Problem description ::
Using the data below, output the first line and every line after it up to and including the line containing "a Windows drive", exactly as written and with nothing added.

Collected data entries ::

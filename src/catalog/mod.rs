//! Study catalog: studies, series and their ordered frame addresses.
//!
//! Frame order is acquisition order as listed by the catalog. Nothing here
//! derives order from file names; see [`discovery`] for the one place that
//! builds a series from a directory.

pub mod discovery;

use std::path::Path;

use serde::{Deserialize, Serialize};

use crate::config::Modality;
use crate::error::{Result, ViewerError};

pub use discovery::FrameDiscovery;

/// Opaque locator of one encoded frame (path or URI).
#[derive(Debug, Clone, PartialEq, Eq, Hash, PartialOrd, Ord, Serialize, Deserialize)]
#[serde(transparent)]
pub struct FrameAddress(String);

impl FrameAddress {
    /// Create an address from any string locator.
    pub fn new(locator: impl Into<String>) -> Self {
        Self(locator.into())
    }

    /// Create an address from a file path.
    pub fn from_path(path: &Path) -> Self {
        Self(path.to_string_lossy().into_owned())
    }

    /// The locator string.
    pub fn as_str(&self) -> &str {
        &self.0
    }

    /// Whether the locator carries a URI scheme (`wadouri:`, `http://`).
    pub fn has_scheme(&self) -> bool {
        match self.0.split_once(':') {
            // a single letter before ':' is a Windows drive
            Some((scheme, _)) => scheme.len() > 1 && scheme.chars().all(|c| c.is_ascii_alphanumeric() || c == '+' || c == '-' || c == '.'),
            None => false,
        }
    }
}

impl std::fmt::Display for FrameAddress {
    fn fmt(&self, f: &mut std::fmt::Formatter<'_>) -> std::fmt::Result {
        write!(f, "{}", self.0)
    }
}

impl From<&str> for FrameAddress {
    fn from(s: &str) -> Self {
        Self::new(s)
    }
}

impl From<String> for FrameAddress {
    fn from(s: String) -> Self {
        Self(s)
    }
}

/// Anatomical plane of a series.
#[derive(Debug, Clone, Copy, PartialEq, Eq, Default, Serialize, Deserialize)]
#[serde(rename_all = "lowercase")]
pub enum Orientation {
    /// Axial (transverse) slices.
    Axial,
    /// Sagittal slices.
    Sagittal,
    /// Coronal slices.
    Coronal,
    /// No defined plane (projection images, scouts).
    #[default]
    None,
}

/// Wire form of a series inside a manifest.
#[derive(Debug, Clone, Serialize, Deserialize)]
struct SeriesManifest {
    series_id: String,
    #[serde(default)]
    label: String,
    #[serde(default)]
    orientation: Orientation,
    frames: Vec<FrameAddress>,
}

impl TryFrom<SeriesManifest> for SeriesDescriptor {
    type Error = ViewerError;

    fn try_from(m: SeriesManifest) -> Result<Self> {
        SeriesDescriptor::new(m.series_id, m.label, m.orientation, m.frames)
    }
}

impl From<SeriesDescriptor> for SeriesManifest {
    fn from(s: SeriesDescriptor) -> Self {
        Self {
            series_id: s.series_id,
            label: s.label,
            orientation: s.orientation,
            frames: s.frames,
        }
    }
}

/// One acquisition series: an ordered, non-empty list of frames.
#[derive(Debug, Clone, PartialEq, Serialize, Deserialize)]
#[serde(try_from = "SeriesManifest", into = "SeriesManifest")]
pub struct SeriesDescriptor {
    series_id: String,
    label: String,
    orientation: Orientation,
    frames: Vec<FrameAddress>,
}

impl SeriesDescriptor {
    /// Create a series. Fails when `frames` is empty.
    pub fn new(
        series_id: impl Into<String>,
        label: impl Into<String>,
        orientation: Orientation,
        frames: Vec<FrameAddress>,
    ) -> Result<Self> {
        let series_id = series_id.into();
        if frames.is_empty() {
            return Err(ViewerError::Catalog(format!(
                "Series {} has no frames",
                series_id
            )));
        }
        let mut label = label.into();
        if label.is_empty() {
            label = series_id.clone();
        }
        Ok(Self {
            series_id,
            label,
            orientation,
            frames,
        })
    }

    /// Series identifier.
    pub fn series_id(&self) -> &str {
        &self.series_id
    }

    /// Human label such as "T2" or "STIR".
    pub fn label(&self) -> &str {
        &self.label
    }

    /// Anatomical plane.
    pub fn orientation(&self) -> Orientation {
        self.orientation
    }

    /// Number of slices (always at least 1).
    pub fn frame_count(&self) -> usize {
        self.frames.len()
    }

    /// All frame addresses in acquisition order.
    pub fn frames(&self) -> &[FrameAddress] {
        &self.frames
    }

    /// Frame address of a slice.
    pub fn frame(&self, slice_index: usize) -> Option<&FrameAddress> {
        self.frames.get(slice_index)
    }

    /// Validate a signed slice index against this series.
    pub fn check_index(&self, slice_index: i64) -> Result<usize> {
        if slice_index < 0 || slice_index as u64 >= self.frames.len() as u64 {
            return Err(ViewerError::out_of_range(slice_index, self.frames.len()));
        }
        Ok(slice_index as usize)
    }

    /// Resolve relative file addresses against a base directory.
    fn rebase(&mut self, base: &Path) {
        for frame in &mut self.frames {
            if !frame.has_scheme() && Path::new(frame.as_str()).is_relative() {
                *frame = FrameAddress::from_path(&base.join(frame.as_str()));
            }
        }
    }
}

/// An opened imaging study.
#[derive(Debug, Clone, PartialEq, Serialize, Deserialize)]
#[serde(try_from = "StudyManifest", into = "StudyManifest")]
pub struct StudyReference {
    study_id: String,
    modality: Modality,
    series: Vec<SeriesDescriptor>,
}

/// Wire form of a study inside a manifest.
#[derive(Debug, Clone, Serialize, Deserialize)]
struct StudyManifest {
    study_id: String,
    modality: Modality,
    #[serde(default)]
    series: Vec<SeriesDescriptor>,
}

impl TryFrom<StudyManifest> for StudyReference {
    type Error = ViewerError;

    fn try_from(m: StudyManifest) -> Result<Self> {
        StudyReference::new(m.study_id, m.modality, m.series)
    }
}

impl From<StudyReference> for StudyManifest {
    fn from(s: StudyReference) -> Self {
        Self {
            study_id: s.study_id,
            modality: s.modality,
            series: s.series,
        }
    }
}

impl StudyReference {
    /// Create a study. Series ids must be unique.
    pub fn new(study_id: impl Into<String>, modality: Modality, series: Vec<SeriesDescriptor>) -> Result<Self> {
        let study_id = study_id.into();
        for (i, s) in series.iter().enumerate() {
            if series[..i].iter().any(|o| o.series_id == s.series_id) {
                return Err(ViewerError::Catalog(format!(
                    "Duplicate series {} in study {}",
                    s.series_id, study_id
                )));
            }
        }
        Ok(Self {
            study_id,
            modality,
            series,
        })
    }

    /// Study identifier.
    pub fn study_id(&self) -> &str {
        &self.study_id
    }

    /// Study modality.
    pub fn modality(&self) -> Modality {
        self.modality
    }

    /// Series in catalog order.
    pub fn series(&self) -> &[SeriesDescriptor] {
        &self.series
    }

    /// Look up a series by id.
    pub fn series_by_id(&self, series_id: &str) -> Option<&SeriesDescriptor> {
        self.series.iter().find(|s| s.series_id == series_id)
    }

    /// The series assigned to new grid cells.
    pub fn first_series(&self) -> Option<&SeriesDescriptor> {
        self.series.first()
    }
}

/// Source of studies and frame addresses.
pub trait StudyCatalog: Send + Sync {
    /// Series of a study in display order.
    fn list_series(&self, study_id: &str) -> Result<Vec<SeriesDescriptor>>;

    /// Frame address of one slice.
    fn resolve_frame(&self, series_id: &str, slice_index: usize) -> Result<FrameAddress>;

    /// Modality of a study.
    fn modality(&self, study_id: &str) -> Result<Modality>;

    /// Load a complete study reference.
    fn open_study(&self, study_id: &str) -> Result<StudyReference> {
        StudyReference::new(study_id, self.modality(study_id)?, self.list_series(study_id)?)
    }
}

#[derive(Debug, Default, Serialize, Deserialize)]
struct ManifestFile {
    studies: Vec<StudyReference>,
}

/// Catalog backed by a JSON manifest listing every frame explicitly.
///
/// ```json
/// { "studies": [ { "study_id": "mri-knee-001", "modality": "MRI",
///     "series": [ { "series_id": "t2", "label": "T2", "orientation": "sagittal",
///                   "frames": ["t2/IM (1).dcm", "t2/IM (2).dcm"] } ] } ] }
/// ```
#[derive(Debug, Clone, Default)]
pub struct ManifestCatalog {
    studies: Vec<StudyReference>,
}

impl ManifestCatalog {
    /// Build a catalog from already constructed studies.
    pub fn from_studies(studies: Vec<StudyReference>) -> Result<Self> {
        for (i, s) in studies.iter().enumerate() {
            if studies[..i].iter().any(|o| o.study_id == s.study_id) {
                return Err(ViewerError::Catalog(format!("Duplicate study {}", s.study_id)));
            }
        }
        Ok(Self { studies })
    }

    /// Parse a manifest. Frame addresses are kept verbatim.
    pub fn from_json_str(text: &str) -> Result<Self> {
        let file: ManifestFile = serde_json::from_str(text)?;
        Self::from_studies(file.studies)
    }

    /// Load a manifest file; relative frame paths resolve against its directory.
    pub fn load<P: AsRef<Path>>(path: P) -> Result<Self> {
        let path = path.as_ref();
        let text = std::fs::read_to_string(path).map_err(|e| {
            ViewerError::Io(std::io::Error::new(
                e.kind(),
                format!("Failed to read manifest {}: {}", path.display(), e),
            ))
        })?;
        let mut catalog = Self::from_json_str(&text)?;

        if let Some(base) = path.parent() {
            for study in &mut catalog.studies {
                for series in &mut study.series {
                    series.rebase(base);
                }
            }
        }

        log::info!(
            "Loaded manifest {} ({} studies)",
            path.display(),
            catalog.studies.len()
        );
        Ok(catalog)
    }

    /// Serialize the catalog back to manifest JSON.
    pub fn to_json_string(&self) -> Result<String> {
        let file = ManifestFile {
            studies: self.studies.clone(),
        };
        Ok(serde_json::to_string_pretty(&file)?)
    }

    /// All studies.
    pub fn studies(&self) -> &[StudyReference] {
        &self.studies
    }

    fn study(&self, study_id: &str) -> Result<&StudyReference> {
        self.studies
            .iter()
            .find(|s| s.study_id == study_id)
            .ok_or_else(|| ViewerError::NotFound(format!("Study {}", study_id)))
    }
}

impl StudyCatalog for ManifestCatalog {
    fn list_series(&self, study_id: &str) -> Result<Vec<SeriesDescriptor>> {
        Ok(self.study(study_id)?.series.clone())
    }

    fn resolve_frame(&self, series_id: &str, slice_index: usize) -> Result<FrameAddress> {
        let series = self
            .studies
            .iter()
            .flat_map(|s| s.series.iter())
            .find(|s| s.series_id == series_id)
            .ok_or_else(|| ViewerError::NotFound(format!("Series {}", series_id)))?;

        series
            .frame(slice_index)
            .cloned()
            .ok_or_else(|| ViewerError::out_of_range(slice_index as i64, series.frame_count()))
    }

    fn modality(&self, study_id: &str) -> Result<Modality> {
        Ok(self.study(study_id)?.modality)
    }
}

#[cfg(test)]
mod tests {
    use super::*;
    use tempfile::TempDir;

    const MANIFEST: &str = r#"{
        "studies": [{
            "study_id": "mri-shoulder-001",
            "modality": "MRI",
            "series": [
                { "series_id": "s002", "label": "T2", "orientation": "axial",
                  "frames": ["t2/IM (1).dcm", "t2/IM (10).dcm", "t2/IM (100).dcm"] },
                { "series_id": "s005", "label": "STIR",
                  "frames": ["/data/stir/a.dcm"] }
            ]
        }]
    }"#;

    #[test]
    fn test_manifest_preserves_frame_order() {
        let catalog = ManifestCatalog::from_json_str(MANIFEST).unwrap();
        let series = catalog.list_series("mri-shoulder-001").unwrap();

        assert_eq!(series.len(), 2);
        assert_eq!(series[0].label(), "T2");
        assert_eq!(series[0].orientation(), Orientation::Axial);
        assert_eq!(series[1].orientation(), Orientation::None);
        assert_eq!(
            series[0].frames().iter().map(|f| f.as_str()).collect::<Vec<_>>(),
            vec!["t2/IM (1).dcm", "t2/IM (10).dcm", "t2/IM (100).dcm"]
        );
        assert_eq!(
            catalog.resolve_frame("s002", 1).unwrap().as_str(),
            "t2/IM (10).dcm"
        );
    }

    #[test]
    fn test_resolve_errors() {
        let catalog = ManifestCatalog::from_json_str(MANIFEST).unwrap();
        assert!(matches!(
            catalog.resolve_frame("nope", 0),
            Err(ViewerError::NotFound(_))
        ));
        assert!(matches!(
            catalog.resolve_frame("s005", 1),
            Err(ViewerError::IndexOutOfRange { index: 1, len: 1 })
        ));
        assert!(catalog.open_study("missing").is_err());
    }

    #[test]
    fn test_empty_series_rejected() {
        let text = r#"{"studies":[{"study_id":"x","modality":"CT",
            "series":[{"series_id":"a","frames":[]}]}]}"#;
        assert!(ManifestCatalog::from_json_str(text).is_err());
    }

    #[test]
    fn test_duplicate_series_rejected() {
        let a = SeriesDescriptor::new("a", "", Orientation::None, vec!["1".into()]).unwrap();
        assert_eq!(a.label(), "a");
        assert!(StudyReference::new("s", Modality::Ct, vec![a.clone(), a]).is_err());
    }

    #[test]
    fn test_check_index() {
        let series = SeriesDescriptor::new("a", "A", Orientation::Axial, vec!["1".into(), "2".into()]).unwrap();
        assert_eq!(series.check_index(1).unwrap(), 1);
        assert!(series.check_index(2).is_err());
        assert!(series.check_index(-1).is_err());
    }

    #[test]
    fn test_load_rebases_relative_paths() {
        let dir = TempDir::new().unwrap();
        let path = dir.path().join("manifest.json");
        std::fs::write(&path, MANIFEST).unwrap();

        let catalog = ManifestCatalog::load(&path).unwrap();
        let first = catalog.resolve_frame("s002", 0).unwrap();
        assert_eq!(first.as_str(), dir.path().join("t2/IM (1).dcm").to_string_lossy());

        let absolute = catalog.resolve_frame("s005", 0).unwrap();
        assert_eq!(absolute.as_str(), "/data/stir/a.dcm");
    }

    #[test]
    fn test_scheme_detection() {
        assert!(FrameAddress::new("wadouri:/dicom/a.dcm").has_scheme());
        assert!(FrameAddress::new("https://pacs/frame/1").has_scheme());
        assert!(!FrameAddress::new("C:/data/a.dcm").has_scheme());
        assert!(!FrameAddress::new("t2/IM (1).dcm").has_scheme());
    }

    #[test]
    fn test_manifest_json_roundtrip() {
        let catalog = ManifestCatalog::from_json_str(MANIFEST).unwrap();
        let text = catalog.to_json_string().unwrap();
        let again = ManifestCatalog::from_json_str(&text).unwrap();
        assert_eq!(again.studies(), catalog.studies());
    }
}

Finished exercise ::
filename src/catalog/mod.rs
//! Study catalog: studies, series and their ordered frame addresses.
//!
//! Frame order is acquisition order as listed by the catalog. Nothing here
//! derives order from file names; see [`discovery`] for the one place that
//! builds a series from a directory.

pub mod discovery;

use std::path::Path;

use serde::{Deserialize, Serialize};

use crate::config::Modality;
use crate::error::{Result, ViewerError};

pub use discovery::FrameDiscovery;

/// Opaque locator of one encoded frame (path or URI).
#[derive(Debug, Clone, PartialEq, Eq, Hash, PartialOrd, Ord, Serialize, Deserialize)]
#[serde(transparent)]
pub struct FrameAddress(String);

impl FrameAddress {
    /// Create an address from any string locator.
    pub fn new(locator: impl Into<String>) -> Self {
        Self(locator.into())
    }

    /// Create an address from a file path.
    pub fn from_path(path: &Path) -> Self {
        Self(path.to_string_lossy().into_owned())
    }

    /// The locator string.
    pub fn as_str(&self) -> &str {
        &self.0
    }

    /// Whether the locator carries a URI scheme (`wadouri:`, `http://`).
    pub fn has_scheme(&self) -> bool {
        match self.0.split_once(':') {
            // a single letter before ':' is a Windows drive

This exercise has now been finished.